Question

The roof of a house is \(15 \mathrm{~m} \times 8 \mathrm{~m}\) and is made of a 30 -cm-thick concrete layer. The interior of the house is maintained at \(25^{\circ} \mathrm{C}\) and 50 percent relative humidity and the local atmospheric pressure is \(100 \mathrm{kPa}\). Determine the amount of water vapor that will migrate through the roof in \(24 \mathrm{~h}\) if the average outside conditions during that period are \(3^{\circ} \mathrm{C}\) and 30 percent relative humidity. The permeability of concrete to water vapor is $24.7 \times 10^{-12} \mathrm{~kg} / \mathrm{s} \cdot \mathrm{m} \cdot \mathrm{Pa}$.

Short answer

Answer: Approximately 79.89 kg of water vapor will migrate through the roof in 24 hours.

Step-by-step solution

Find the saturation pressure of water vapor at both the inside and outside temperatures

We will use the Antoine equation to find the saturation pressure of water vapor at the inside temperature (\(25^{\circ}\mathrm C\)) and outside temperature (\(3^{\circ}\mathrm C\)). The Antoine equation is given as: $$p_{sat} = 10^{A - \frac{B}{T+C}}$$ For water, the coefficients are: \(A = 8.07131\), \(B = 1730.63\), and \(C = 233.426\).

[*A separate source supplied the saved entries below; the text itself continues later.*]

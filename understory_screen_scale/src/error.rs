// Copyright 2025 the Understory Authors
// SPDX-License-Identifier: Apache-2.0 OR MIT

//! Error types.

use alloc::string::String;
use core::fmt;

use crate::host::PatchTarget;

/// Why a host accessor could not be used.
#[derive(Clone, Copy, Debug, PartialEq, Eq, Hash)]
pub enum UnsupportedReason {
    /// The host does not define the property at all.
    Missing,
    /// The property exists but is not the kind of descriptor we wrap
    /// (for example a plain value where a getter was expected).
    WrongShape,
    /// The property exists but cannot be redefined.
    NotConfigurable,
}

impl fmt::Display for UnsupportedReason {
    fn fmt(&self, f: &mut fmt::Formatter<'_>) -> fmt::Result {
        f.write_str(match self {
            Self::Missing => "is missing",
            Self::WrongShape => "has an unexpected descriptor shape",
            Self::NotConfigurable => "is not configurable",
        })
    }
}

/// Errors raised while starting or driving screen scaling.
///
/// Everything here is fatal for the caller: an unsupported host or a misuse
/// of the API. An out-of-range viewport is not an error; it is reported as
/// [`ScaleState::OutOfRange`](crate::ScaleState::OutOfRange).
#[derive(Clone, Debug, PartialEq, Eq)]
pub enum ScaleError {
    /// A required host accessor is unusable.
    EnvironmentUnsupported {
        /// Object the accessor lives on.
        target: PatchTarget,
        /// Property name.
        property: &'static str,
        /// What is wrong with it.
        reason: UnsupportedReason,
    },
    /// The configured root element does not exist in the host document.
    MissingRootElement {
        /// The id that was looked up.
        id: String,
    },
    /// `install` was called while a patch set is already installed.
    AlreadyInstalled,
    /// A scaling context is already alive on this thread.
    ContextAlreadyActive,
    /// A zoom step outside the scale factor table.
    ZoomStepOutOfRange(i32),
}

impl fmt::Display for ScaleError {
    fn fmt(&self, f: &mut fmt::Formatter<'_>) -> fmt::Result {
        match self {
            Self::EnvironmentUnsupported {
                target,
                property,
                reason,
            } => write!(f, "unsupported host: {target:?}.{property} {reason}"),
            Self::MissingRootElement { id } => {
                write!(f, "root element with id {id:?} does not exist")
            }
            Self::AlreadyInstalled => f.write_str("a patch set is already installed"),
            Self::ContextAlreadyActive => {
                f.write_str("a screen scaling context is already active on this thread")
            }
            Self::ZoomStepOutOfRange(step) => {
                write!(f, "zoom step {step} is outside the scale factor table")
            }
        }
    }
}

impl core::error::Error for ScaleError {}

/// Failure reported by a [`KeyValueStore`](crate::KeyValueStore).
#[derive(Clone, Debug, PartialEq, Eq)]
pub struct StoreError {
    /// Human readable description from the backing store.
    pub message: String,
}

impl StoreError {
    /// Creates a store error with the given message.
    #[must_use]
    pub fn new(message: impl Into<String>) -> Self {
        Self {
            message: message.into(),
        }
    }
}

impl fmt::Display for StoreError {
    fn fmt(&self, f: &mut fmt::Formatter<'_>) -> fmt::Result {
        write!(f, "key-value store failure: {}", self.message)
    }
}

impl core::error::Error for StoreError {}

We can plug in the temperatures and calculate the saturation pressure of water vapor at both temperatures. $$p_{sat_{inside}} = 10^{8.07131 - \frac{1730.63}{25+233.426}} \approx 3.1696 \times 10^3 \mathrm{Pa}$$ $$p_{sat_{outside}} = 10^{8.07131 - \frac{1730.63}{3+233.426}} \approx 0.53823 \times 10^3 \mathrm{Pa}$$

Find the partial pressure of water vapor inside and outside the house

Now we will find the partial pressure of water vapor inside and outside the house by multiplying the saturation pressure by the relative humidity. $$p_{v_{inside}} = p_{sat_{inside}} \times \frac{50}{100} \approx 1.5848 \times 10^3 \mathrm{Pa}$$ $$p_{v_{outside}} = p_{sat_{outside}} \times \frac{30}{100} \approx 0.16147 \times 10^3 \mathrm{Pa}$$

Calculate the water vapor pressure difference

Subtract the outside partial pressure of water vapor from the inside partial pressure. $$\Delta p_v = p_{v_{inside}} - p_{v_{outside}} \approx (1.5848 - 0.16147) \times 10^3 \mathrm{Pa} \approx 1.4233 \times 10^3 \mathrm{Pa}$$

Calculate the water vapor flow rate through the roof

To find the water vapor flow rate, use the given permeability of concrete and the pressure difference calculated in Step 3. The area of the roof and the thickness of the concrete layer will also be needed. $$Flow\,rate = \frac{Permeability \times Area \times \Delta p_v}{Thickness}$$ Plug in the values to calculate the flow rate: $$Flow\,rate = \frac{24.7 \times 10^{-12} \mathrm{\frac{kg}{s\cdot m\cdot Pa}} \times 15 \mathrm{m} \times 8 \mathrm{m} \times 1.4233 \times 10^3 \mathrm{Pa}}{0.3 \mathrm{m}} \approx 9.2379 \times 10^{-7} \mathrm{\frac{kg}{s}}$$

Determine the amount of water vapor migrated through the roof in 24 hours

Multiply the flow rate by the time period (24 hours) to find the total amount of water vapor migrated. $$Water\,vapor\,amount = Flow\,rate \times 24 \mathrm{h} \times 3600 \mathrm{\frac{s}{h}} \approx 9.2379 \times 10^{-7} \mathrm{\frac{kg}{s}} \times 24 \times 3600 \mathrm{\frac{s}{h}} \approx 79.89 \mathrm{kg}$$ So, the amount of water vapor that will migrate through the roof in 24 hours is approximately \(79.89\,kg\).